J Cell Mol Med. 2020 Jun;24(12):6670-6679. doi: 10.1111/jcmm.15318. Epub 2020 Apr 29.

Abstract

Cardiovascular diseases such as myocardial ischaemia have a high fatality rate in patients with diabetes. This study was designed to expose the crosstalk between oxidative stress and AMPK, a vital molecule that controls biological energy metabolism, in myocardial ischaemia reperfusion injury (I/RI) in diabetic rats. Diabetes was stimulated in rats using streptozotocin injection. Rats were separated on random into control, control + I/R, Diabetes, Diabetes + I/R, Diabetes + I/R + N-acetylcysteine and Diabetes + I/R + Vas2870 groups. Myocardial infarct size was determined, and the predominant Nox family isoforms were analysed. In vitro, the H9C2 cells were administered excess glucose and exposed to hypoxia/reoxygenation to mimic diabetes and I/R. The AMPK siRNA or AICAR was used to inhibit or activate AMPK expression in H9C2 cells, respectively. Then, myocardial oxidative stress and programmed cell death were measured. Diabetes or high glucose levels were found to aggravate myocardial I/RI or hypoxia/reoxygenation in H9C2 cells, as demonstrated by an increase in myocardial infarct size or lactate dehydrogenase levels, oxidative stress generation and induction of programmed cell death. In diabetic rat hearts, cardiac Nox1, Nox2 and Nox4 were all heightened. The suppression of Nox2 expression using Vas2870 or Nox2-siRNA treatment in vivo or in vitro, respectively, protected diabetic rats from myocardial I/RI. AMPK gene knockout increased Nox2 protein expression while AMPK agonist decreased Nox2 expression.
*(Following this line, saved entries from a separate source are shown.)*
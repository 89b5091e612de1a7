use mentro_api_client::{ApiClient, Auth};
use mentro_compose::{Key, SubmissionController};
use mentro_core::models::FileHandle;
use mentro_core::ComposeError;
use mockito::Matcher;

const COMPLETE_LINE: &str = concat!(
    r#"data: {"type":"complete","post":{"id":"p1","author":{"id":"u1","name":"Ada"},"#,
    r#""content":"hello","media":[],"likes":0,"comments":[],"#,
    r##""timestamp":"2026-10-18T09:30:00Z","tags":["#intro"]}}"##,
    "\n"
);

fn controller(client: ApiClient) -> SubmissionController<ApiClient> {
    let mut controller = SubmissionController::new(client);
    controller.set_content("hello");
    controller
        .staging_mut()
        .add_images(vec![FileHandle::new("cover.png", "image/png", "png-bytes")]);
    let mut buffer = "#intro".to_string();
    controller.hashtags_mut().on_key(&mut buffer, Key::Comma);
    controller
}

#[tokio::test]
async fn test_streamed_post_creation() {
    let mut server = mockito::Server::new_async().await;
    let body = format!(
        "data: {{\"fileName\":\"cover.png\",\"progress\":40}}\n{}",
        COMPLETE_LINE
    );
    let mock = server
        .mock("POST", "/api/v1/posts")
        .match_header("authorization", "Bearer secret")
        .match_body(Matcher::AllOf(vec![
            Matcher::Regex(r#"name="content"\r\n\r\nhello\r\n"#.to_string()),
            Matcher::Regex(r##"name="hashtags"\r\n\r\n\["#intro"\]"##.to_string()),
            Matcher::Regex(r#"name="images"; filename="cover.png""#.to_string()),
            Matcher::Regex(r#"\r\n\r\npng-bytes\r\n"#.to_string()),
        ]))
        .with_status(200)
        .with_header("content-type", "text/event-stream")
        .with_body(body)
        .create_async()
        .await;

    let client = ApiClient::new(server.url(), Auth::Bearer("secret".to_string())).unwrap();
    let mut controller = controller(client);

    let post = controller.submit().await.unwrap();

    mock.assert_async().await;
    assert_eq!(post.id, "p1");
    assert_eq!(post.tags, ["#intro"]);
    assert_eq!(post.comments.count(), 0);
    assert!(controller.staging().is_empty());
    assert_eq!(controller.content(), "");
}

#[tokio::test]
async fn test_error_payload_is_surfaced() {
    let mut server = mockito::Server::new_async().await;
    let mock = server
        .mock("POST", "/api/v1/posts")
        .match_header("x-api-key", "key-1")
        .with_status(413)
        .with_header("content-type", "application/json")
        .with_body(r#"{"error":"File too large"}"#)
        .create_async()
        .await;

    let client = ApiClient::new(server.url(), Auth::XApiKey("key-1".to_string())).unwrap();
    let mut controller = controller(client);

    let err = controller.submit().await.unwrap_err();

    mock.assert_async().await;
    assert!(matches!(err, ComposeError::Request { status: 413, .. }));
    assert_eq!(controller.last_error(), Some("File too large"));
    assert_eq!(controller.staging().len(), 1);
    assert_eq!(controller.content(), "hello");
}

#[tokio::test]
async fn test_stream_without_completion() {
    let mut server = mockito::Server::new_async().await;
    let _mock = server
        .mock("POST", "/api/v1/posts")
        .with_status(200)
        .with_body("data: {\"fileName\":\"cover.png\",\"progress\":100}\n")
        .create_async()
        .await;

    let client = ApiClient::new(server.url(), Auth::Bearer("secret".to_string())).unwrap();
    let mut controller = controller(client);

    let err = controller.submit().await.unwrap_err();

    assert!(matches!(err, ComposeError::UnexpectedStreamEnd));
    assert!(controller.progress().is_empty());
    assert_eq!(controller.staging().len(), 1);
}

#[tokio::test]
async fn test_empty_success_body() {
    let mut server = mockito::Server::new_async().await;
    let _mock = server
        .mock("POST", "/api/v1/posts")
        .with_status(204)
        .create_async()
        .await;

    let client = ApiClient::new(server.url(), Auth::Bearer("secret".to_string())).unwrap();
    let mut controller = controller(client);

    let err = controller.submit().await.unwrap_err();

    assert!(matches!(err, ComposeError::NoResponseBody));
    assert_eq!(controller.last_error(), Some("No response body"));
}
//! Post creation over HTTP.
//!
//! `POST {prefix}/posts` takes the multipart body built by `SubmissionEncoder` and
//! answers with a line-delimited `data: {json}` progress stream that ends with the
//! created post.

use async_trait::async_trait;
use bytes::Bytes;
use mentro_compose::{BodyReader, PostTransport, SubmissionPayload, TransportError, TransportResponse};
use reqwest::multipart::{Form, Part};
use reqwest::Body;

use crate::ApiClient;

impl ApiClient {
    pub fn posts_path(&self) -> String {
        format!("{}/posts", self.api_prefix())
    }
}

/// Convert an encoded submission into a reqwest multipart form.
/// Text fields come first, then file parts in payload order. File parts share the
/// staged `Bytes` instead of copying them.
pub fn payload_to_form(payload: SubmissionPayload) -> reqwest::Result<Form> {
    let mut form = Form::new();
    for (field, value) in payload.text_fields() {
        form = form.text(field, value.to_string());
    }

    for part in payload.parts {
        let file = part.file;
        let body = Part::stream_with_length(Body::from(file.data().clone()), file.size())
            .file_name(file.name().to_string())
            .mime_str(file.content_type())?;
        form = form.part(part.field, body);
    }

    Ok(form)
}

#[async_trait]
impl PostTransport for ApiClient {
    async fn send(&self, payload: SubmissionPayload) -> Result<TransportResponse, TransportError> {
        let attachments = payload.parts.len();
        let form = payload_to_form(payload).map_err(|e| TransportError::Send(e.to_string()))?;

        let path = self.posts_path();
        tracing::debug!(path = %path, attachments, "Sending post");

        let response = self
            .post_multipart_raw(&path, form)
            .await
            .map_err(|e| TransportError::Send(format!("{:#}", e)))?;

        let status = response.status();
        let empty = status == reqwest::StatusCode::NO_CONTENT || response.content_length() == Some(0);
        let body = if status.is_success() && empty {
            None
        } else {
            Some(Box::new(ResponseReader::new(response)) as Box<dyn BodyReader>)
        };

        Ok(TransportResponse {
            status: status.as_u16(),
            body,
        })
    }
}

/// Streams a reqwest response body chunk by chunk.
pub struct ResponseReader {
    response: Option<reqwest::Response>,
}

impl ResponseReader {
    pub fn new(response: reqwest::Response) -> Self {
        Self {
            response: Some(response),
        }
    }
}

#[async_trait]
impl BodyReader for ResponseReader {
    async fn next_chunk(&mut self) -> Result<Option<Bytes>, TransportError> {
        match self.response.as_mut() {
            Some(response) => response
                .chunk()
                .await
                .map_err(|e| TransportError::Read(e.to_string())),
            None => Ok(None),
        }
    }

    fn release(&mut self) {
        // Dropping the response closes the connection if the body was not drained.
        self.response.take();
    }
}
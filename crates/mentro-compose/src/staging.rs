//! Attachment staging.
//!
//! Attachments are identified by file name, never by position. A file whose name
//! collides with one already staged is renamed (`photo.png` -> `photo (1).png`), so
//! names stay unique and progress updates keyed by name always hit one attachment.

use std::collections::HashSet;
use std::sync::{Arc, Mutex};

use mentro_core::models::{AttachmentKind, FileHandle, StagedAttachment};
use mentro_core::validation::{disambiguate_file_name, validate_file_size};
use mentro_core::{ComposeError, UploadLimits};
use thiserror::Error;
use uuid::Uuid;

/// Preview generation errors
#[derive(Debug, Error)]
pub enum PreviewError {
    #[error("Cannot preview empty file: {0}")]
    EmptyFile(String),

    #[error("Preview unavailable: {0}")]
    Unavailable(String),
}

/// Creates and revokes local preview URLs for staged files.
pub trait PreviewProvider: Send + Sync {
    fn create(&self, file: &FileHandle) -> Result<String, PreviewError>;

    /// Revoke a URL previously returned by `create`. Unknown URLs are ignored.
    fn revoke(&self, url: &str);
}

/// In-process preview registry issuing `blob:mentro/<uuid>` URLs.
#[derive(Debug, Default)]
pub struct LocalPreviews {
    live: Mutex<HashSet<String>>,
}

impl LocalPreviews {
    pub fn new() -> Self {
        Self::default()
    }

    /// Number of previews created and not yet revoked.
    pub fn live_count(&self) -> usize {
        self.live.lock().map(|live| live.len()).unwrap_or(0)
    }

    pub fn is_live(&self, url: &str) -> bool {
        self.live
            .lock()
            .map(|live| live.contains(url))
            .unwrap_or(false)
    }
}

impl PreviewProvider for LocalPreviews {
    fn create(&self, file: &FileHandle) -> Result<String, PreviewError> {
        if file.size() == 0 {
            return Err(PreviewError::EmptyFile(file.name().to_string()));
        }
        let url = format!("blob:mentro/{}", Uuid::new_v4());
        let mut live = self
            .live
            .lock()
            .map_err(|_| PreviewError::Unavailable("preview registry poisoned".to_string()))?;
        live.insert(url.clone());
        Ok(url)
    }

    fn revoke(&self, url: &str) {
        if let Ok(mut live) = self.live.lock() {
            live.remove(url);
        }
    }
}

/// Attachments selected for the next post: images, generic files and at most one video.
pub struct MediaStagingStore {
    images: Vec<StagedAttachment>,
    files: Vec<StagedAttachment>,
    video: Option<StagedAttachment>,
    previews: Arc<dyn PreviewProvider>,
    limits: UploadLimits,
}

impl MediaStagingStore {
    pub fn new(previews: Arc<dyn PreviewProvider>) -> Self {
        Self {
            images: Vec::new(),
            files: Vec::new(),
            video: None,
            previews,
            limits: UploadLimits::unlimited(),
        }
    }

    pub fn with_limits(mut self, limits: UploadLimits) -> Self {
        self.limits = limits;
        self
    }

    /// Stage each file as an image, after the ones already staged.
    ///
    /// Never fails as a whole: an image over the size limit is skipped with a warning.
    /// Returns the names the staged images ended up with.
    pub fn add_images<I>(&mut self, files: I) -> Vec<String>
    where
        I: IntoIterator<Item = FileHandle>,
    {
        let mut staged = Vec::new();
        for file in files {
            if let Err(err) =
                validate_file_size(file.name(), file.size(), self.limits.max_image_bytes)
            {
                tracing::warn!(error = %err, "Skipping image over size limit");
                continue;
            }
            let attachment = self.stage(AttachmentKind::Image, file);
            staged.push(attachment.name().to_string());
            self.images.push(attachment);
        }
        staged
    }

    /// Stage a generic file. Returns the name it was staged under.
    pub fn add_file(&mut self, file: FileHandle) -> Result<String, ComposeError> {
        validate_file_size(file.name(), file.size(), self.limits.max_file_bytes)?;
        let attachment = self.stage(AttachmentKind::File, file);
        let name = attachment.name().to_string();
        self.files.push(attachment);
        Ok(name)
    }

    /// Stage the video, replacing and revoking any previously staged one.
    pub fn set_video(&mut self, file: FileHandle) -> Result<String, ComposeError> {
        validate_file_size(file.name(), file.size(), self.limits.max_video_bytes)?;
        if let Some(previous) = self.video.take() {
            tracing::debug!(file_name = %previous.name(), "Replacing staged video");
            self.revoke(&previous);
        }
        let attachment = self.stage(AttachmentKind::Video, file);
        let name = attachment.name().to_string();
        self.video = Some(attachment);
        Ok(name)
    }

    /// Remove the attachment of `kind` named `name`, revoking its preview.
    pub fn remove(&mut self, kind: AttachmentKind, name: &str) -> Option<StagedAttachment> {
        let removed = match kind {
            AttachmentKind::Image => take_by_name(&mut self.images, name),
            AttachmentKind::File => take_by_name(&mut self.files, name),
            AttachmentKind::Video => {
                if self.video.as_ref().map(|v| v.name()) == Some(name) {
                    self.video.take()
                } else {
                    None
                }
            }
        };
        if let Some(attachment) = &removed {
            self.revoke(attachment);
        }
        removed
    }

    /// Remove by position within `kind`, resolved to the file name first.
    pub fn remove_at(&mut self, kind: AttachmentKind, index: usize) -> Option<StagedAttachment> {
        let name = match kind {
            AttachmentKind::Image => self.images.get(index)?.name().to_string(),
            AttachmentKind::File => self.files.get(index)?.name().to_string(),
            AttachmentKind::Video if index == 0 => self.video.as_ref()?.name().to_string(),
            AttachmentKind::Video => return None,
        };
        self.remove(kind, &name)
    }

    /// Empty every collection and revoke all previews.
    pub fn clear(&mut self) {
        let video = self.video.take();
        for attachment in self.images.drain(..).chain(self.files.drain(..)).chain(video) {
            if let Some(url) = &attachment.preview_url {
                self.previews.revoke(url);
            }
        }
    }

    /// Copy of everything staged, in submission order: images, files, video.
    pub fn snapshot(&self) -> Vec<StagedAttachment> {
        self.iter().cloned().collect()
    }

    pub fn iter(&self) -> impl Iterator<Item = &StagedAttachment> {
        self.images
            .iter()
            .chain(self.files.iter())
            .chain(self.video.iter())
    }

    pub fn contains(&self, name: &str) -> bool {
        self.iter().any(|a| a.name() == name)
    }

    pub fn images(&self) -> &[StagedAttachment] {
        &self.images
    }

    pub fn files(&self) -> &[StagedAttachment] {
        &self.files
    }

    pub fn video(&self) -> Option<&StagedAttachment> {
        self.video.as_ref()
    }

    pub fn len(&self) -> usize {
        self.images.len() + self.files.len() + usize::from(self.video.is_some())
    }

    pub fn is_empty(&self) -> bool {
        self.len() == 0
    }

    fn stage(&self, kind: AttachmentKind, file: FileHandle) -> StagedAttachment {
        let unique = disambiguate_file_name(file.name(), |n| self.contains(n));
        let file = if unique != file.name() {
            tracing::debug!(original = %file.name(), renamed = %unique, "Renamed duplicate file name");
            file.renamed(unique)
        } else {
            file
        };

        let preview_url = match self.previews.create(&file) {
            Ok(url) => Some(url),
            Err(err) => {
                tracing::warn!(file_name = %file.name(), error = %err, "Preview generation failed");
                None
            }
        };

        StagedAttachment {
            kind,
            file,
            preview_url,
        }
    }

    fn revoke(&self, attachment: &StagedAttachment) {
        if let Some(url) = &attachment.preview_url {
            self.previews.revoke(url);
        }
    }
}

impl Default for MediaStagingStore {
    fn default() -> Self {
        Self::new(Arc::new(LocalPreviews::new()))
    }
}

impl std::fmt::Debug for MediaStagingStore {
    fn fmt(&self, f: &mut std::fmt::Formatter<'_>) -> std::fmt::Result {
        f.debug_struct("MediaStagingStore")
            .field("images", &self.images)
            .field("files", &self.files)
            .field("video", &self.video)
            .field("limits", &self.limits)
            .finish()
    }
}

fn take_by_name(items: &mut Vec<StagedAttachment>, name: &str) -> Option<StagedAttachment> {
    let index = items.iter().position(|a| a.name() == name)?;
    Some(items.remove(index))
}
use serde::{Deserialize, Serialize};

use super::attachment::AttachmentKind;

/// Upload progress of one attachment within a submission, keyed by file name.
#[derive(Debug, Clone, PartialEq, Eq, Serialize, Deserialize)]
#[serde(rename_all = "camelCase")]
pub struct UploadProgressEntry {
    pub file_name: String,
    /// Percent complete, 0 to 100. Not guaranteed to increase monotonically.
    pub progress: u8,
    pub kind: AttachmentKind,
}

impl UploadProgressEntry {
    pub fn new(file_name: impl Into<String>, kind: AttachmentKind) -> Self {
        Self {
            file_name: file_name.into(),
            progress: 0,
            kind,
        }
    }
}
//! Transport abstraction
//!
//! The controller never talks HTTP directly. It hands an encoded payload to a
//! [`PostTransport`] and reads the response body chunk by chunk through a
//! [`BodyReader`]. `mentro-api-client` provides the reqwest implementation; tests
//! provide scripted ones.

use async_trait::async_trait;
use bytes::Bytes;
use mentro_core::ComposeError;
use thiserror::Error;

use crate::encoder::SubmissionPayload;

/// Transport operation errors
#[derive(Debug, Error)]
pub enum TransportError {
    #[error("Failed to send request: {0}")]
    Send(String),

    #[error("Failed to read response body: {0}")]
    Read(String),
}

impl From<TransportError> for ComposeError {
    fn from(err: TransportError) -> Self {
        ComposeError::Transport(err.to_string())
    }
}

/// Incremental reader over a response body.
#[async_trait]
pub trait BodyReader: Send {
    /// Next chunk of the body, or `None` once the stream has ended.
    async fn next_chunk(&mut self) -> Result<Option<Bytes>, TransportError>;

    /// Release the underlying stream. The controller calls this exactly once per
    /// response, on every exit path.
    fn release(&mut self);
}

/// Status and body of the initiating response.
pub struct TransportResponse {
    pub status: u16,
    /// `None` when the response carries no readable body.
    pub body: Option<Box<dyn BodyReader>>,
}

impl TransportResponse {
    pub fn is_success(&self) -> bool {
        (200..300).contains(&self.status)
    }
}

impl std::fmt::Debug for TransportResponse {
    fn fmt(&self, f: &mut std::fmt::Formatter<'_>) -> std::fmt::Result {
        f.debug_struct("TransportResponse")
            .field("status", &self.status)
            .field("has_body", &self.body.is_some())
            .finish()
    }
}

/// Sends an encoded post to the backend.
#[async_trait]
pub trait PostTransport: Send + Sync {
    async fn send(&self, payload: SubmissionPayload) -> Result<TransportResponse, TransportError>;
}

/// Owns a body reader and releases it when dropped.
pub(crate) struct ReaderGuard {
    reader: Box<dyn BodyReader>,
}

impl ReaderGuard {
    pub(crate) fn new(reader: Box<dyn BodyReader>) -> Self {
        Self { reader }
    }

    pub(crate) async fn next_chunk(&mut self) -> Result<Option<Bytes>, TransportError> {
        self.reader.next_chunk().await
    }
}

impl Drop for ReaderGuard {
    fn drop(&mut self) {
        self.reader.release();
        tracing::trace!("Response body reader released");
    }
}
Therefore, diabetes aggravates myocardial I/RI by generating of Nox2-associated oxidative stress in an AMPK-dependent manner, which led to the induction of programmed cell death such as apoptosis, pyroptosis and ferroptosis.

Keywords: AMPK; Nox2; diabetes; myocardial ischaemia reperfusion injury; programmed cell death.